Pick each line containing the word "EvalConfig" out of the data below.

(Saved data entries)
==================================================

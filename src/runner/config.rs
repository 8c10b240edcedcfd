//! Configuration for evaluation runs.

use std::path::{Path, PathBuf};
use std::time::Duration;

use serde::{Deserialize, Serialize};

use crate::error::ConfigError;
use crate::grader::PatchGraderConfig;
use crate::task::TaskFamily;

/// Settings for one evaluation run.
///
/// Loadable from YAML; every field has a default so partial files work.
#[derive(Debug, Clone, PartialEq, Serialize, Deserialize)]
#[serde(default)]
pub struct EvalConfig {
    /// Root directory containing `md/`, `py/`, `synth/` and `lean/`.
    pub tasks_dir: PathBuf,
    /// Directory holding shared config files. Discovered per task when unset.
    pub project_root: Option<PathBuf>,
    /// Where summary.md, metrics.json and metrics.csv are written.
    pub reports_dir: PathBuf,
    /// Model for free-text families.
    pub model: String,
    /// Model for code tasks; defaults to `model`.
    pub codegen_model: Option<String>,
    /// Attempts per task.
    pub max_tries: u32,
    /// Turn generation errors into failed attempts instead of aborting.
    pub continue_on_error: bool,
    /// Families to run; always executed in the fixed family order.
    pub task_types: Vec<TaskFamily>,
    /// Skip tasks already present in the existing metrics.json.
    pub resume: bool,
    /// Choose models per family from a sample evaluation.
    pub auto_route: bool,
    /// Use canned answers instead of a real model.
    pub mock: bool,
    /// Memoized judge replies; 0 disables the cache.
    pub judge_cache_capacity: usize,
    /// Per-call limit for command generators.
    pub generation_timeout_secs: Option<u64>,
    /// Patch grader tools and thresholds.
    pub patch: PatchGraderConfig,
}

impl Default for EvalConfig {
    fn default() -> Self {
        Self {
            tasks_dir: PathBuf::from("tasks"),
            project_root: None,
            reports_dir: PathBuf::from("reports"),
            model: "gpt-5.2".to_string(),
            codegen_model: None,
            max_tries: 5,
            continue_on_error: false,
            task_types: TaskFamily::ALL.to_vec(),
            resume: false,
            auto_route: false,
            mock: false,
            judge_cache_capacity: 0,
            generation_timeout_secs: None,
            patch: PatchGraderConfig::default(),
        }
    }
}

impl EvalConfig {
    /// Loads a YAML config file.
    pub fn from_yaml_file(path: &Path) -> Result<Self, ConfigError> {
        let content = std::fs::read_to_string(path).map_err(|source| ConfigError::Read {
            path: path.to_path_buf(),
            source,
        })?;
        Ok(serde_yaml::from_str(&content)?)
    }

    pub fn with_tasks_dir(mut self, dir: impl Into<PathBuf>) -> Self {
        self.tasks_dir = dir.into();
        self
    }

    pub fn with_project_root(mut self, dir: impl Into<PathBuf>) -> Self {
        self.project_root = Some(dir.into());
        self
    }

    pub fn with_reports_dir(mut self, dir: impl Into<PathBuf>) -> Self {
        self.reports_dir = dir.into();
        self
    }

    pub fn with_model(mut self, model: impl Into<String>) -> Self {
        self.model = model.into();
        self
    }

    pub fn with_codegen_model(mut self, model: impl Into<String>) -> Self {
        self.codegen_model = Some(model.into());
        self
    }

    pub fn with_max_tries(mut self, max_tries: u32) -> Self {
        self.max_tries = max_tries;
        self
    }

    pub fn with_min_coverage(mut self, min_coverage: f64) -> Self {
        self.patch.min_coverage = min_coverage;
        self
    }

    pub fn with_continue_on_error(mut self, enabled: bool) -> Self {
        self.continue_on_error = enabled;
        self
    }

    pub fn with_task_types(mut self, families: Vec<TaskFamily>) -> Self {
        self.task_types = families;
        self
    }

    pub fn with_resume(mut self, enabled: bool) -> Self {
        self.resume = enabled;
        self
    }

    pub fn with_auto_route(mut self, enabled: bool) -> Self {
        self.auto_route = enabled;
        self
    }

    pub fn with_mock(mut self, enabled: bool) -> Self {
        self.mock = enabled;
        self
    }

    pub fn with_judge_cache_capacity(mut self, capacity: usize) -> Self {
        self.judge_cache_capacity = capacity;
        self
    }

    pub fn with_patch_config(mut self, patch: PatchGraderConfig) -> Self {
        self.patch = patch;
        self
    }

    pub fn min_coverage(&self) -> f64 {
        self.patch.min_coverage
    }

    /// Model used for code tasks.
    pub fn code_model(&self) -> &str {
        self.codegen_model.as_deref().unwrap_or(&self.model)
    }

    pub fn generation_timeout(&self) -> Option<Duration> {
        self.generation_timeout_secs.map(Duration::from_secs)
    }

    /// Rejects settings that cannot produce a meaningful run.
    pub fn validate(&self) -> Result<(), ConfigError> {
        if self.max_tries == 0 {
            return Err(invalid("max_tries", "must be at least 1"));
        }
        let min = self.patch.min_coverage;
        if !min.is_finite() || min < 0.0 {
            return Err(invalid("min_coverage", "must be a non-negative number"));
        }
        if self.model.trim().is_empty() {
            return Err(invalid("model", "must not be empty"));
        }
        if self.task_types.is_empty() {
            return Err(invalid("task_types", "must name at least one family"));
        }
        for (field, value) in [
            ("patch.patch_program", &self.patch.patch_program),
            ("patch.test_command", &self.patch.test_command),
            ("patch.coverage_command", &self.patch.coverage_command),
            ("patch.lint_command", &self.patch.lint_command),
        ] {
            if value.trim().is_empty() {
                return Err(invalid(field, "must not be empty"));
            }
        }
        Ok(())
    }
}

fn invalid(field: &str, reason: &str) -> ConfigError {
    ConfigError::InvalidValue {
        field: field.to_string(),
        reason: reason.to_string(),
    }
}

==================================================

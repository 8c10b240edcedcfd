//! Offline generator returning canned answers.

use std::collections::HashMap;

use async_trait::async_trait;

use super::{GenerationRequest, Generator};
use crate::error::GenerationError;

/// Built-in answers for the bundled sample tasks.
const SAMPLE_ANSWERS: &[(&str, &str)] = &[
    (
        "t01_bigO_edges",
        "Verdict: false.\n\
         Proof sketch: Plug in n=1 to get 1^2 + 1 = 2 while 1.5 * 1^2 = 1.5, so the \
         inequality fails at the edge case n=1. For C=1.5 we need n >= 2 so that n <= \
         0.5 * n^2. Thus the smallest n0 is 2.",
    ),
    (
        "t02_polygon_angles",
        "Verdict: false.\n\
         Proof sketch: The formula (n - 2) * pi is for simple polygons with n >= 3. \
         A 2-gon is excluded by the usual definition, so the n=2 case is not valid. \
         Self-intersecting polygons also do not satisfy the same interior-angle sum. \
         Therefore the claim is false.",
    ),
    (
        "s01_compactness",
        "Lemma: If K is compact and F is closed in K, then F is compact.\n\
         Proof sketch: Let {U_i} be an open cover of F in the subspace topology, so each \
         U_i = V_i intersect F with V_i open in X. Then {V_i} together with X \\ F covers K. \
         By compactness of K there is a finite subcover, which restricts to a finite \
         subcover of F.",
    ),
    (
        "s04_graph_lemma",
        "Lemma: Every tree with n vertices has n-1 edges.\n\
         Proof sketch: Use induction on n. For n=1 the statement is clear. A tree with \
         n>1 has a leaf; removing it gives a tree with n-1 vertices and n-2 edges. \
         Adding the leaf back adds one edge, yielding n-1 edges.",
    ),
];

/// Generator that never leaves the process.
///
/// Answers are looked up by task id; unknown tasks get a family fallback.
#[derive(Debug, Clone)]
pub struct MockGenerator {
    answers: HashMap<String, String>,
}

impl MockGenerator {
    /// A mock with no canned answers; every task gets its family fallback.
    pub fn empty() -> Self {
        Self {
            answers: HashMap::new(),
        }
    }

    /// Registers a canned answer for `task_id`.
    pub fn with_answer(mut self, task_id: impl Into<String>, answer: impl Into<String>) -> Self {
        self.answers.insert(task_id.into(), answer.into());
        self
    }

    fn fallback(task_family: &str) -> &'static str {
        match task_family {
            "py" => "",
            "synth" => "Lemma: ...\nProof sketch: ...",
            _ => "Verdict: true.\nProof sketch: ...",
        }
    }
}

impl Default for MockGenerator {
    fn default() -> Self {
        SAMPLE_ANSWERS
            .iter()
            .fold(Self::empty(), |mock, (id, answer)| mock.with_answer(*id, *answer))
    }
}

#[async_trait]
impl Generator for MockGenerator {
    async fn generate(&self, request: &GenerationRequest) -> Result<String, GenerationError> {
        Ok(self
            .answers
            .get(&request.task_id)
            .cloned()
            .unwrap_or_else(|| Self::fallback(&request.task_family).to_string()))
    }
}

==================================================

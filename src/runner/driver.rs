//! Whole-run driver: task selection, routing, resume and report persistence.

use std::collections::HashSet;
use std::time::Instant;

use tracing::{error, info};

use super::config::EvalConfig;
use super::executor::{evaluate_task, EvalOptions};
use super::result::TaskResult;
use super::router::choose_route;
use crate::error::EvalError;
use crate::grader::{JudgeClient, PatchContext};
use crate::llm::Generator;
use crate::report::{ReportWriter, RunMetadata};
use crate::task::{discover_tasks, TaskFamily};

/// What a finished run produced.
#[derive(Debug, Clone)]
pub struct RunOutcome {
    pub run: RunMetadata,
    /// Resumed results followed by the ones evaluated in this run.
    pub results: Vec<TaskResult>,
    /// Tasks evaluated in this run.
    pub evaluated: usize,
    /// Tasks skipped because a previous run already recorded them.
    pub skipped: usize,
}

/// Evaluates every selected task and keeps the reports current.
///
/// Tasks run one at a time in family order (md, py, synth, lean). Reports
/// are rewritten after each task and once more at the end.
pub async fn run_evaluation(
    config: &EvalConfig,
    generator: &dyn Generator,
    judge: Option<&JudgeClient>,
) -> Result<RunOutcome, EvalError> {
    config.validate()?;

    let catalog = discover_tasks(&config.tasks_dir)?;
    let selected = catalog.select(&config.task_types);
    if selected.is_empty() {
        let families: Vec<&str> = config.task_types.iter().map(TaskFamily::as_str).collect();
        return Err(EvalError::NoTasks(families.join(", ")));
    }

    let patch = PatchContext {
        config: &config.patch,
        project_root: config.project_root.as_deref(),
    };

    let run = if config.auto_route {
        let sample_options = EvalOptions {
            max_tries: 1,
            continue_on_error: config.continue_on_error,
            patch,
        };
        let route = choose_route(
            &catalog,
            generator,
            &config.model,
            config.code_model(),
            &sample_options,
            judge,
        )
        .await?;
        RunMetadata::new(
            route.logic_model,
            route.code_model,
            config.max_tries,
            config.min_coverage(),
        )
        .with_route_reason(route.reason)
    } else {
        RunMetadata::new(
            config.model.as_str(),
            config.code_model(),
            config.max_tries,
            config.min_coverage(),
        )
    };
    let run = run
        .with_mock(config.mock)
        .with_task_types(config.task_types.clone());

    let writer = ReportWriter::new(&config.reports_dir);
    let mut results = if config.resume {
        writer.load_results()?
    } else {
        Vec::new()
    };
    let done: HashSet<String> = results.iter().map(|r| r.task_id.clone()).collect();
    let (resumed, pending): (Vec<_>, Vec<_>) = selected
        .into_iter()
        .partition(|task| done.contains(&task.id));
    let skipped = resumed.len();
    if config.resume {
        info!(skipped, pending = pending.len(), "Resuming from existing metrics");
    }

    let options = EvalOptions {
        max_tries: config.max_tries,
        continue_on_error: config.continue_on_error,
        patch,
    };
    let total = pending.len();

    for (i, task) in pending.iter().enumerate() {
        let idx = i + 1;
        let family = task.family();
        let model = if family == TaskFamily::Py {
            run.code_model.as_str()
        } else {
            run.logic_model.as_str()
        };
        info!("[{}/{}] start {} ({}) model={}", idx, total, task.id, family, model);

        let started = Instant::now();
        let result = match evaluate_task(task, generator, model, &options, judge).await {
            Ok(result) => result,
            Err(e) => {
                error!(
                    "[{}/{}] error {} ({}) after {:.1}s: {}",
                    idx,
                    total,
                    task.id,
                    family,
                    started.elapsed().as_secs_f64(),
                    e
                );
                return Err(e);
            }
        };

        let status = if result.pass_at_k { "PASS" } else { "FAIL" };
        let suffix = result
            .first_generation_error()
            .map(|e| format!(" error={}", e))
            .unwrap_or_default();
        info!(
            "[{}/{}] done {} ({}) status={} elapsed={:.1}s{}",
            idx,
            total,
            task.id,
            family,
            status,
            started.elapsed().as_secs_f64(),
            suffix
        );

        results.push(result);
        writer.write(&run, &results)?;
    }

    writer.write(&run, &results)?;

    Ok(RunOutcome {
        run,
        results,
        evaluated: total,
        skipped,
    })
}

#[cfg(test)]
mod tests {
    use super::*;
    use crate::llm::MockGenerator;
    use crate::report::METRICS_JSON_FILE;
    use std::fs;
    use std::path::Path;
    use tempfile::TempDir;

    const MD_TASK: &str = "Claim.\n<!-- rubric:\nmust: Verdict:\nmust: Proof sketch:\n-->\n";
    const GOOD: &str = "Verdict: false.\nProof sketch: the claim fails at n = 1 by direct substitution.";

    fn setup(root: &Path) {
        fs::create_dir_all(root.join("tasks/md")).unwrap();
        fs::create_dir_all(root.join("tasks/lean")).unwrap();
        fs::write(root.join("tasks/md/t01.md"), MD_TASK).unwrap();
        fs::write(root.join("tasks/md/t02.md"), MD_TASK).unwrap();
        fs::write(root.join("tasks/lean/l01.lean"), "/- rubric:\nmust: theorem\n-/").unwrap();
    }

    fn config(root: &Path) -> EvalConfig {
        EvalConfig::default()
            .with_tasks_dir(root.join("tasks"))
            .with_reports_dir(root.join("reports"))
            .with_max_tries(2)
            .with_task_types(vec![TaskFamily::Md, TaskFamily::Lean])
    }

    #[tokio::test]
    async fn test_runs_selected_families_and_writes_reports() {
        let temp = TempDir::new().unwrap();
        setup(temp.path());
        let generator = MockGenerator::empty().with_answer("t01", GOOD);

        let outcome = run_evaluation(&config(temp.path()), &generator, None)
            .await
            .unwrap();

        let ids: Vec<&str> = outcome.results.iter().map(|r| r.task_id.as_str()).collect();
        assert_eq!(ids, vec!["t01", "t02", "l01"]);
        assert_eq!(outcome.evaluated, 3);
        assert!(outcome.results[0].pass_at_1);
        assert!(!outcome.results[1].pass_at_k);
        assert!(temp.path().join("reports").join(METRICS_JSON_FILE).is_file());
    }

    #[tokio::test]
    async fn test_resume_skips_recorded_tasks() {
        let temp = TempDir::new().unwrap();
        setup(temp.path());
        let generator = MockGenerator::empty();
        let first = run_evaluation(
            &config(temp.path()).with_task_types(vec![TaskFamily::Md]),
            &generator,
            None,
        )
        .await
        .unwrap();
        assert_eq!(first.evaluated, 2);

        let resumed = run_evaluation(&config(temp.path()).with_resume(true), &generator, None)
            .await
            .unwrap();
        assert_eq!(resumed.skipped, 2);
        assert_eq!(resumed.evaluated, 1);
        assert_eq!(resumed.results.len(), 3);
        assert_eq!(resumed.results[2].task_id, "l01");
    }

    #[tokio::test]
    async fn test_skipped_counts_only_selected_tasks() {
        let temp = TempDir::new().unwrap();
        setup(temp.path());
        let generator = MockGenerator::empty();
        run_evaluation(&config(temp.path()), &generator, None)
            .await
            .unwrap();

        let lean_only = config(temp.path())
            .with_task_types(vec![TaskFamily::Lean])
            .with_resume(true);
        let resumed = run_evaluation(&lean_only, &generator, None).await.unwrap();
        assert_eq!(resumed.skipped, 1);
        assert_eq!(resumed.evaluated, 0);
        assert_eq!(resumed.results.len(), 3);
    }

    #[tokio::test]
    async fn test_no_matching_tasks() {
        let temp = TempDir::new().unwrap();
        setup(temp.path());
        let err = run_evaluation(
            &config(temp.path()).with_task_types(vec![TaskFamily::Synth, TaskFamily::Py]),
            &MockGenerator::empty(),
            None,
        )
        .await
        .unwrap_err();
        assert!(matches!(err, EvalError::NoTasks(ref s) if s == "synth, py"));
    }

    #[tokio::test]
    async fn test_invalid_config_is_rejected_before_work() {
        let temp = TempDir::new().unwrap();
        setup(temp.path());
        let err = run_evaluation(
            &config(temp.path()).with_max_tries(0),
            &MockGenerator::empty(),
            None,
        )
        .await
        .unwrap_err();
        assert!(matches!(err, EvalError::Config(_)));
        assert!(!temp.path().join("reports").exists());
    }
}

==================================================

= Solution to this problem =
pub struct EvalConfig {
impl Default for EvalConfig {
impl EvalConfig {
use super::config::EvalConfig;
    config: &EvalConfig,
    fn config(root: &Path) -> EvalConfig {
        EvalConfig::default()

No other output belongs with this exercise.